Authors Chau M , Thia I , Saluja M

Received 26 January 2023

Accepted for publication 15 March 2023

Published 29 August 2023 Volume 2023:15 Pages 403—408

DOI https://doi.org/10.2147/RRU.S404998

Checked for plagiarism Yes

Review by Single anonymous peer review

Peer reviewer comments 2

Editor who approved publication: Dr Panagiotis J Vlachostergios



Matthew Chau,* Ivan Thia,* Manmeet Saluja

Royal Perth Hospital, Perth, Western Australia, Australia

*These authors contributed equally to this work

Correspondence: Matthew Chau, Department of Urology, Level 11. Royal Perth Hospital, Victoria Square, Perth, Western Australia, 6000, Australia, Tel +61 8 9224 2244, Email [email protected]

Objectives: The role of needle core renal biopsy in large renal masses, defined as lesions larger than 4 cm, is debatable, as larger renal masses are associated with malignant histology. We aim to review the safety and impact of renal biopsy on the management of large renal masses.
Methods: A retrospective, single-center review of all renal biopsies performed between January 2011 and December 2020 at Royal Perth Hospital was conducted. Indications for biopsy, complications and final management plans were correlated to assess the value of biopsies in large renal masses.
Results: In total, 126 biopsies were performed. Indeterminate imaging findings and comorbidities were the main indications for biopsies. We identified 116 (92.1%) diagnostic biopsies and 10 (8.0%) non-diagnostic biopsies due to insufficient samples or inflammatory tissue. Of the diagnostic biopsies, 99 (78.6%) were malignant and 17 (13.5%) were benign. Unnecessary extirpative surgery was avoided in 17 patients. Histology included renal cell carcinoma (96%) and other malignancies such as urothelial carcinoma (3%) and non-Hodgkin’s lymphoma (1%). Benign biopsies identified histology including angiomyolipoma (35.3%) and oncocytoma (52.5%). The median follow-up time was 68 months (range 19– 132 months).
Conclusion: Renal biopsies in large renal masses may aid in preventing unnecessary surgery, especially in situations where imaging findings are equivocal or in patients with many comorbidities.

Keywords: biopsy, kidney neoplasms, nephrectomy, renal mass

Introduction

Percutaneous biopsies are increasingly being utilized in patients with renal masses. Renal mass biopsy aids in reducing unnecessary interventions and has been proven to be a safe diagnostic tool.1–4 Previous observations from large centers, such as the Memorial Sloan–Kettering Cancer Center, have shown a strong correlation between the risk of malignancy and high-grade tumors, increasing with tumor size.1 Large renal masses are defined as any lesions larger than 4 cm.

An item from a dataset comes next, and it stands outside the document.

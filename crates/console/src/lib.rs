//! `ums-console`: command-line front end over the session manager and the
//! tenant directory.

pub mod app;
pub mod command;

Given the correlation between the risk of malignancy and lesion size, surgical extirpation by means of a radical nephrectomy or partial nephrectomy remains the gold-standard therapeutic strategy.2,3 Advances in biopsy techniques and technology have resulted in the increased safety and efficacy of renal mass biopsies. However, there are several concerns over the use of renal mass biopsies. For example, the rate of non-diagnostic yield is up to 22.6%, and the risk of tumor seeding along the tract is rare, but of significant concern.4–8 The impact of increasing numbers of such biopsies being performed, especially for large renal masses, has not been well studied.

Published research has established that renal mass biopsy has a 96.2% specificity, 97.5% sensitivity and 99.8% positive predictive value.4 Renal mass biopsies are associated with significantly reduced rates of overtreatment of benign masses, and offer more information to patients making choices between management options. Concordance rates in the literature have recorded histological type concordance of 90.3% but only 62.5% concordance with tumor grade.9 Complications such as hematuria, pseudoaneurysms, sepsis and tumor seeding all need to be considered.9

Literature regarding the use of biopsy in large renal masses (>4 cm) is scarce, probably because of the strong correlation between tumor size and malignant potential. However, as in small renal masses, biopsy in large renal masses can assist in distinguishing between histological subtypes and guide management. The histological subtyping can not only guide decision making for extirpative surgery but also assist with systemic therapy and trials. Asghar et al published the first series looking at biopsy in large renal masses for pT1b–2 renal masses.10 They reported that benign or low-risk disease was identified in 12.8% of their patients. When multivariate analysis of clinicopathological variables, mass anatomic complexity and patient comorbidities was performed, only younger age was associated with indolent tumors (p=0.04, OR 0.97). They recommended the greater utilization of renal mass biopsies for patients in whom the case for extirpative surgery was unclear.

As such, we aimed to determine the value of biopsies in large renal masses (>4 cm) and determine whether they should be performed routinely prior to proceeding with surgical or other therapies.

Materials and Methods

After institutional permission was obtained from a single tertiary hospital, Royal Perth Hospital, a retrospective review was performed of all patients who had undergone a computed tomography (CT)-guided percutaneous core renal biopsy of a large solid renal mass between 2011 and 2020. Information on patients who underwent radical or partial nephrectomy without prior biopsies of large renal masses during the same period were also collected. Data were collated using medical records, imaging (AFGA Impax) and theater management software. Patients who had undergone biopsies for known or suspected medical renal or non-malignant pathologies were excluded. Further exclusion criteria included age younger than 18 years, patients lost to follow-up and patients who had had multiple biopsies.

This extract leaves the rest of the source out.